Macky – Karim : Mortal Kombat (MK)

Macky comme (Mortal), Karim comme (Kombat). Vers un combat politique âpre. Mortal Kombat (communément abrégé MK) sera comme une série de jeux vidéo de combat développée par Macky Sall et Karim Wade.

 

Ainsi, sauf revirement de dernière minute. Le Sénégal va connaître une vie politique très mouvementé en début du mois de décembre. Le seul candidat déclaré du Pds à la présidentielle de 2019, Karim Wade, est prêt à affronter le président Macky Sall, malgré les menaces de ce dernier.
Car, selon toute vraisemblance, Karim Wade n’a pas peur de la prison.
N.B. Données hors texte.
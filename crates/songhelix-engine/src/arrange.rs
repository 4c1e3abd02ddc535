//! The arrangement engine: one generation pass from document to song.

use log::{debug, info};

use songhelix_spec::arrangement::TrackKindSpec;
use songhelix_spec::seed::rng_for;
use songhelix_spec::song::SongDocument;

use crate::activity::ActivityVector;
use crate::error::EngineError;
use crate::harmony::build_harmony;
use crate::sequence::{Arrangement, TrackKind};
use crate::sequencers::{render_track, RenderContext};
use crate::solver;
use crate::song::{SongContext, Structure};

/// Generate a complete song from a validated document.
///
/// `seed_override` replaces the document seed (and the CLI's `seed:<n>` song
/// names land here); `name_override` replaces the configured song name.
pub fn generate_song(
    document: &SongDocument,
    seed_override: Option<u64>,
    name_override: Option<String>,
) -> Result<SongContext, EngineError> {
    let seed = seed_override.or(document.seed).unwrap_or(0);

    let mut structure_rng = rng_for(seed, "structure", None, None);
    let bars = document
        .structure
        .bars
        .resolve("structure.bars", &mut structure_rng)?;
    if bars <= 0 {
        return Err(EngineError::SequencerConfig {
            message: format!("structure.bars resolved to non-positive {}", bars),
        });
    }
    let structure = Structure::new(
        bars as u32,
        document.structure.beats_per_bar,
        document.structure.ticks_per_beat,
        document.structure.max_velocity,
    );

    let song_name = match (&name_override, &document.song_name) {
        (Some(name), _) => name.clone(),
        (None, Some(template)) => {
            let mut rng = rng_for(seed, "song_name", None, None);
            template.resolve("song_name", &mut rng)?
        }
        (None, None) => format!("song-{:016x}", seed),
    };

    let harmony_spec = &document.harmony;
    let songhelix_spec::HarmonySpec::Pattern(pattern_spec) = harmony_spec;
    let mut harmony_rng = rng_for(seed, "harmony", pattern_spec.seed, pattern_spec.salt);
    let harmony = build_harmony(harmony_spec, &structure, &mut harmony_rng)?;

    let arrangement_spec = &document.arrangement;
    let mut solver_rng = rng_for(
        seed,
        "arrangement",
        arrangement_spec.seed,
        arrangement_spec.salt,
    );
    let activity_matrix = solver::solve(arrangement_spec, &harmony, &mut solver_rng)?;

    let solo = arrangement_spec.tracks.iter().any(|t| t.solo);
    let mut arrangement = Arrangement::new();
    for track_spec in &arrangement_spec.tracks {
        if track_spec.mute || (solo && !track_spec.solo) {
            debug!("skipping track '{}'", track_spec.instrument);
            continue;
        }
        let path = format!("track/{}", track_spec.instrument);
        let mut track_rng = rng_for(seed, &path, track_spec.seed, track_spec.salt);

        let transposition = track_spec
            .transposition
            .as_ref()
            .map(|t| t.resolve("transposition", &mut track_rng))
            .transpose()?
            .unwrap_or(0) as i32;
        let velocity_scale = track_spec
            .velocity
            .as_ref()
            .map(|v| v.resolve("velocity", &mut track_rng))
            .transpose()?
            .map(|v| v as f64 / 100.0)
            .unwrap_or(1.0);

        let vectors: Vec<&ActivityVector> = track_spec
            .activity_vectors
            .iter()
            .map(|name| {
                activity_matrix
                    .get(name)
                    .ok_or_else(|| EngineError::UnknownActivityVector { name: name.clone() })
            })
            .collect::<Result<_, _>>()?;

        let ctx = RenderContext {
            structure: &structure,
            harmony: &harmony,
            activity_matrix: &activity_matrix,
            velocity_scale,
        };
        let mut track = render_track(&track_spec.sequence_engine, &ctx, &vectors, &mut track_rng)?;
        let expected_kind = match track_spec.kind {
            TrackKindSpec::Melodic => TrackKind::Melodic,
            TrackKindSpec::Rhythm => TrackKind::Rhythm,
        };
        track.kind = expected_kind;
        if transposition != 0 {
            for sequence in &mut track.sequences {
                sequence.transpose(transposition);
            }
        }
        arrangement.add(track_spec.instrument.clone(), track);
    }

    info!(
        "generated '{}': {} ticks, {} sections, {} tracks (seed {})",
        song_name,
        structure.total_ticks(),
        harmony.section_count(),
        arrangement.entries().len(),
        seed
    );

    Ok(SongContext {
        structure,
        harmony,
        activity_matrix,
        arrangement,
        song_name,
        seed,
    })
}

#[cfg(test)]
mod tests {
    use super::*;
    use pretty_assertions::assert_eq;

    fn document(json: &str) -> SongDocument {
        SongDocument::from_str(json).unwrap()
    }

    fn full_doc() -> SongDocument {
        document(
            r#"{
            "version": "1",
            "seed": 42,
            "structure": {"bars": 4, "beats_per_bar": 4, "ticks_per_beat": 4},
            "harmony": {"type": "pattern", "chord_patterns": ["+Am/4,+F/4,+C/4,+G/4"]},
            "arrangement": {
                "max_iterations": 100000,
                "start_activity_counts": [1, 2],
                "stop_activity_counts": [1],
                "activity_vectors": [
                    {"name": "pad", "min_active": 20},
                    {"name": "lead", "min_active": 20},
                    {"name": "drums", "allow_inactive": true}
                ],
                "tracks": [
                    {
                        "instrument": "pad",
                        "activity_vectors": ["pad"],
                        "sequence_engine": {"type": "pad", "offsets": [0, 1, 2]}
                    },
                    {
                        "instrument": "lead",
                        "transposition": 12,
                        "activity_vectors": ["lead"],
                        "sequence_engine": {"type": "melody", "patterns": ["+/2,+/2,#/2,*/2"]}
                    },
                    {
                        "instrument": "drums",
                        "kind": "rhythm",
                        "activity_vectors": ["drums"],
                        "sequence_engine": {
                            "type": "drum",
                            "voices": [
                                {"pattern": "E(3,8,x,-)", "pitch": 36, "activity_vector": "drums"}
                            ]
                        }
                    }
                ]
            },
            "player": {
                "type": "midi",
                "devices": [{"name": "out", "candidates": ["FLUID"]}],
                "instruments": {
                    "pad": {"device": "out", "channel": 0, "program": 89},
                    "lead": {"device": "out", "channel": 1},
                    "drums": {"device": "out", "channel": 9}
                }
            }
        }"#,
        )
    }

    #[test]
    fn generates_a_complete_song() {
        let context = generate_song(&full_doc(), None, None).unwrap();
        assert_eq!(context.structure.total_ticks(), 64);
        assert_eq!(context.harmony.section_count(), 4);
        assert_eq!(context.activity_matrix.len(), 3);
        assert_eq!(context.arrangement.entries().len(), 3);
        for entry in context.arrangement.entries() {
            for sequence in &entry.track.sequences {
                assert_eq!(sequence.total_ticks(), 64, "track {}", entry.instrument);
            }
        }
        assert_eq!(
            context.arrangement.get("drums").unwrap().kind,
            TrackKind::Rhythm
        );
    }

    #[test]
    fn identical_seeds_generate_identical_songs() {
        let a = generate_song(&full_doc(), None, None).unwrap();
        let b = generate_song(&full_doc(), None, None).unwrap();
        assert_eq!(a.arrangement, b.arrangement);
        assert_eq!(a.harmony, b.harmony);
        assert_eq!(a.song_name, b.song_name);
    }

    #[test]
    fn different_seeds_differ() {
        let a = generate_song(&full_doc(), Some(1), None).unwrap();
        let b = generate_song(&full_doc(), Some(2), None).unwrap();
        // The generated names always differ; the arrangements almost surely.
        assert_ne!(a.song_name, b.song_name);
    }

    #[test]
    fn solo_and_mute_filter_tracks() {
        let mut doc = full_doc();
        doc.arrangement.tracks[0].solo = true;
        let context = generate_song(&doc, None, None).unwrap();
        assert_eq!(context.arrangement.entries().len(), 1);
        assert_eq!(context.arrangement.entries()[0].instrument, "pad");

        let mut doc = full_doc();
        doc.arrangement.tracks[1].mute = true;
        let context = generate_song(&doc, None, None).unwrap();
        assert!(context.arrangement.get("lead").is_none());
    }

    #[test]
    fn name_override_wins() {
        let context = generate_song(&full_doc(), None, Some("custom".to_string())).unwrap();
        assert_eq!(context.song_name, "custom");
    }
}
Le fils de l’ancien chef de l’Etat du Sénégal est déterminé à occuper son rôle d’opposant coriace contre Macky Sall, candidat à sa propre succession.
Le camp présidentiel campe sur sa position…
L’avertissement à Karim Wade vient cette fois de Macky Sall, président de la République. Si le fils de Me Abdoulaye Wade s’entête à revenir au Sénégal sans s’être acquitté de l’amende qui lui a été infligée par décision de justice, il ira direct en prison.
«Karim Wade a bénéficié d’une grâce de ma part pour la partie détention. Les amendes sont à recouvrer, à défaut, c’est la contrainte par corps », a confié récemment le chef de l’Etat à France 24.
…Karim persiste et signe, «j’arrive en début décembre…»
Ce ne sont pas les menaces de Macky Sall qui feront reculer Karim Wade. Selon ses proches, « l’ancien ministre d’Etat revient au pays pour devenir président ». Le fils de Wade a appelé hier jeudi ses responsables Karimistes pour s’enquérir de la mobilisation à l’aéroport Blaise Diagne de Diass (AIBD) quand il viendra. Tous les responsables Karimistes contactés ont été unanimes : « Le candidat du peuple viendra à Dakar et nous serons des millions à l’accueillir…».
Le Comité des droits de l’homme de l’ONU enfle la polémique
Le Comité des droits de l’homme de l’ONU considère que le droit de Karim Wade à un procès équitable a été violé par la justice sénégalaise. Une décision qui embarrasse les autorités, à l’approche de la présidentielle.
Cette sortie a davantage réconforté Karim Wade et le Pds. Ainsi, par presse interposée, le camp présidentiel et l’opposition sont à couteaux tirés et chacun crie victoire.
Cependant, selon Macky Sall, le 12 novembre dernier sur France 24: «le Sénégal est une démocratie qui ne date pas de ma présence à la tête de l’État. Nous avons une justice qui est, certes, perfectible, comme toutes les justices du monde, mais responsable ».
Ainsi, selon certains observateurs, la sortie du comité des droits de l’homme de l’Onu est venu au mauvais moment, c’et à dire à trois mois des élections et prendront comme responsables les membres de ce comité si le Sénégal venait à connaitre une cries politique.